[EXTRACTED ENTRIES]
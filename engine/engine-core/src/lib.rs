//! Core contracts for the card-game search engines.
//!
//! Every engine in this workspace (flat Monte Carlo, alpha-beta, MCTS) is
//! written against the small set of traits defined here:
//! - [`GameState`] / [`GameAction`]: the game the engines search over
//! - [`Evaluator`]: a position scorer returning a win probability in `[0, 1]`
//! - [`MoveSelector`]: the "pick an action index" interface engines expose
//!
//! Shared machinery lives here too: Zobrist hashing, random playouts and
//! the time manager used to turn a game clock into a per-move budget.

pub mod budget;
pub mod evaluator;
pub mod playout;
pub mod selector;
pub mod state;
pub mod zobrist;

pub use budget::{Deadline, TimeManager, TimeManagerConfig};
pub use evaluator::{value_for, ConstantEvaluator, Evaluator};
pub use playout::{estimate_remaining_decisions, random_rollout, MAX_PLAYOUT_PLIES};
pub use selector::{MoveSelector, RandomSelector, SearchError};
pub use state::{GameAction, GameState, PlayerId};
pub use zobrist::{
    FeatureId, FeatureSink, HashReport, ZobristFeatures, ZobristLayout, ZobristTable, ZOBRIST_SEED,
};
[/EXTRACTED ENTRIES]
• [ABOUT THIS EXERCISE] Copy each line of the entries in which the string "here" is found.

• [SOLUTION FOR THIS TASK]
//! written against the small set of traits defined here:
//! Shared machinery lives here too: Zobrist hashing, random playouts and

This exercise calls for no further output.